Je suis un traducteur homme-machine qui aime voyager. J'écrit ici ce qu'il me passe par la tête. J'ai gardé le même nom de domaine parce que merde.

Mustafa Kemal Atatürk

Né Mustafa en 1881, son professeur de mathématique lui rajoutera éventuellement le nom de Kemal ("perfection"), afin de souligner son talent particulier en la matière. Plus tard dans sa vie, il recevra comme nom de famille Atatürk ("père des turques") de la part de la populace. Et c'est ainsi qu'on le retrouve sous forme de statues, de photos, d'effigies et de banderoles partout dans le pays.

L'Histoire prend note de son existence au début de la première guerre mondiale. L'empire Ottoman se range du côté des empires centraux et Mustafa, en tant qu'officier militaire, va se démarquer sur le front européen, syrien et caucasien. En octobre 1918 l'armistice est signé et la capitale Istanbul est occupée. Le régime ottoman est dans une position misérable et va signer le traité de Sèvre en 1920. Ce traité prévoit la répartition d'ancien territoire ottoman au moyen-orient, mais aussi en Turquie ([voir les revendications grècques] (http://en.wikipedia.org/wiki/Partitioning_of_the_Ottoman_Empire#Greece)).

Ces régions (le petit coin d'Europe que la Turquie possède présentement et l'ouest de l'Anatolie) sont considérées comme faisant partie intégrale du territoire turque et ne peuvent donc pas être répartie entre les puissances occidentales, comme il sera fait avec la Syrie ou la Palestine. Un second gouvernement, propulsé par le mouvement nationaliste, sera donc établie afin de défendre la mère patrie. Mustafa y joue un rôle important, ainsi que d'autres officiers dégoûtés par le comportement du Sultan (mécontentement présent dans les hautes sphères du pouvoir depuis bien avant la première guerre mondiale) .

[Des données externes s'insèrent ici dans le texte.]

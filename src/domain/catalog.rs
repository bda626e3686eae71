//! Fixed barber and service catalogs offered by the shop.

use serde::Serialize;

use crate::domain::types::{BarberId, Money, ServiceId};

#[derive(Clone, Debug, Serialize, PartialEq)]
pub struct Barber {
    pub id: BarberId,
    pub name: String,
    pub specialties: Vec<String>,
    /// Single letter shown in place of a photo.
    pub avatar: String,
    pub rating: f32,
}

#[derive(Clone, Debug, Serialize, PartialEq)]
pub struct Service {
    pub id: ServiceId,
    pub name: String,
    pub duration_minutes: u32,
    pub price: Money,
    pub description: String,
}

pub fn barbers() -> Vec<Barber> {
    vec![
        Barber {
            id: BarberId::from_trusted("1"),
            name: "Julin".to_string(),
            specialties: vec![
                "Cortes Clássicos".to_string(),
                "Barbas".to_string(),
                "Navalha".to_string(),
            ],
            avatar: "J".to_string(),
            rating: 4.9,
        },
        Barber {
            id: BarberId::from_trusted("2"),
            name: "Marquinho".to_string(),
            specialties: vec![
                "Cortes Modernos".to_string(),
                "Degradê".to_string(),
                "Barbas".to_string(),
            ],
            avatar: "M".to_string(),
            rating: 4.8,
        },
    ]
}

pub fn services() -> Vec<Service> {
    vec![
        Service {
            id: ServiceId::from_trusted("1"),
            name: "Corte Tradicional".to_string(),
            duration_minutes: 30,
            price: Money::from_cents(2500),
            description: "Corte clássico com acabamento perfeito".to_string(),
        },
        Service {
            id: ServiceId::from_trusted("2"),
            name: "Corte + Barba".to_string(),
            duration_minutes: 45,
            price: Money::from_cents(4000),
            description: "Corte completo com aparar barba".to_string(),
        },
        Service {
            id: ServiceId::from_trusted("3"),
            name: "Apenas Barba".to_string(),
            duration_minutes: 20,
            price: Money::from_cents(1500),
            description: "Aparar e modelar barba".to_string(),
        },
    ]
}

pub fn find_barber(id: &BarberId) -> Option<Barber> {
    barbers().into_iter().find(|barber| &barber.id == id)
}

pub fn find_service(id: &ServiceId) -> Option<Service> {
    services().into_iter().find(|service| &service.id == id)
}

pub fn find_service_by_name(name: &str) -> Option<Service> {
    services().into_iter().find(|service| service.name == name)
}
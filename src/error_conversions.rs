//! Error conversion glue between layers.
//!
//! The domain and form layers do not depend on service error types; the
//! conversions live here instead.

use crate::domain::types::TypeConstraintError;
use crate::forms::FormError;
use crate::services::ServiceError;

impl From<TypeConstraintError> for ServiceError {
    fn from(val: TypeConstraintError) -> Self {
        ServiceError::TypeConstraint(val.to_string())
    }
}

impl From<FormError> for ServiceError {
    fn from(val: FormError) -> Self {
        ServiceError::Form(val.to_string())
    }
}
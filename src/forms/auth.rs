//! Sign-in, sign-up and profile forms.

use serde::Deserialize;
use validator::Validate;

use crate::domain::types::{Password, PhoneNumber, UserEmail, UserName};
use crate::domain::user::UpdateUser;
use crate::forms::FormError;

#[derive(Debug, Deserialize, Validate)]
pub struct LoginForm {
    #[validate(email)]
    pub email: String,
    #[validate(length(min = 1))]
    pub password: String,
}

/// Credentials with normalized email.
#[derive(Debug)]
pub struct LoginPayload {
    pub email: UserEmail,
    pub password: Password,
}

impl TryFrom<LoginForm> for LoginPayload {
    type Error = FormError;

    fn try_from(form: LoginForm) -> Result<Self, Self::Error> {
        form.validate()?;
        Ok(Self {
            email: UserEmail::new(form.email).map_err(|_| FormError::InvalidEmail)?,
            password: Password::new(form.password).map_err(|_| FormError::InvalidPassword)?,
        })
    }
}

#[derive(Debug, Deserialize, Validate)]
pub struct SignupForm {
    #[validate(length(min = 1))]
    pub name: String,
    #[validate(email)]
    pub email: String,
    #[validate(length(min = 1))]
    pub phone: String,
    #[validate(length(min = 1))]
    pub password: String,
}

#[derive(Debug)]
pub struct SignupPayload {
    pub name: UserName,
    pub email: UserEmail,
    pub phone: PhoneNumber,
    pub password: Password,
}

impl TryFrom<SignupForm> for SignupPayload {
    type Error = FormError;

    fn try_from(form: SignupForm) -> Result<Self, Self::Error> {
        form.validate()?;
        Ok(Self {
            name: UserName::new(form.name).map_err(|_| FormError::InvalidName)?,
            email: UserEmail::new(form.email).map_err(|_| FormError::InvalidEmail)?,
            phone: PhoneNumber::new(form.phone).map_err(|_| FormError::InvalidPhoneNumber)?,
            password: Password::new(form.password).map_err(|_| FormError::InvalidPassword)?,
        })
    }
}

/// Profile edits. Blank or missing fields keep the current value.
#[derive(Debug, Default, Deserialize)]
pub struct ProfileForm {
    #[serde(default)]
    pub name: Option<String>,
    #[serde(default)]
    pub email: Option<String>,
    #[serde(default)]
    pub phone: Option<String>,
}

fn present(value: Option<String>) -> Option<String> {
    value.filter(|v| !v.trim().is_empty())
}

impl TryFrom<ProfileForm> for UpdateUser {
    type Error = FormError;

    fn try_from(form: ProfileForm) -> Result<Self, Self::Error> {
        Ok(Self {
            name: present(form.name)
                .map(UserName::new)
                .transpose()
                .map_err(|_| FormError::InvalidName)?,
            email: present(form.email)
                .map(UserEmail::new)
                .transpose()
                .map_err(|_| FormError::InvalidEmail)?,
            phone: present(form.phone)
                .map(PhoneNumber::new)
                .transpose()
                .map_err(|_| FormError::InvalidPhoneNumber)?,
        })
    }
}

S'ensuit une guerre avec les grecs et italiens à l'ouest, français au sud et arménien à l'est. Les turques reçoivent une aide monétaire importante de leur ancien ennemi les russes, ce qui va grandement aider à stabiliser une situation fort précaire. Éventuellement les turcs vainquent les envahisseurs et forcent les puissances occidentale à signer un traité qui va cimenter les frontières actuelle de la Turquie.

Ce n'est cependant que le début pour Mustafa et sa bande de joyeux compagnons. Le pays est dans un piteux état après la guerre. L'heure est aux réformes. Ce sera facilité par la situation politique de la jeune république : il n'existe qu'un seul parti. C'est que les positions soutenues par Mustafa et les décisions politiques prisent par son gouvernement sont loin de faire l'unanimité. Une opposition au parlement aurait tôt fait de gagner une majorité et ainsi défaire le travail effectué jusqu'à présent. Du moins c'est l'explication généralement fournie.

Donc, ces réformes vont toucher toutes les sphères de la société. La laïcité est adoptée, un système d'éducation publique est instauré, le script arabe est remplacé par l'alphabet latin. Mustafa et sa clique se présentent en public en costume et complet occidentaux, abolissant le port du fez et du turban, argumentant que le chapeau est le symbole d'une société civilisée. Graduellement un code vestimentaire est imposé pour les employés de l'état, bannissant éventuellement le port du voile. L'égalité homme-femme est supporté par un nouveau code civil : les femmes peuvent se divorcer ainsi que laisser un héritage.

Finalement, Atatürk meurt en 1938. Plusieurs de ses réformes restent incomplètes mais surtout controversées. Dans les décennies suivantes le pouvoir oscille entre un parti populaire et conservateur, et l'élite de l'armée, républicaine quoique forte encline à utiliser le coup d'état.

Quel est donc le constat? Héro de la guerre civile, pourfendeur des empires occidentaux et créateur d'un état moderne? Ou mégalomane sanguinaire responsable de plusieurs massacres envers les kurdes et arméniens (post-génocide)?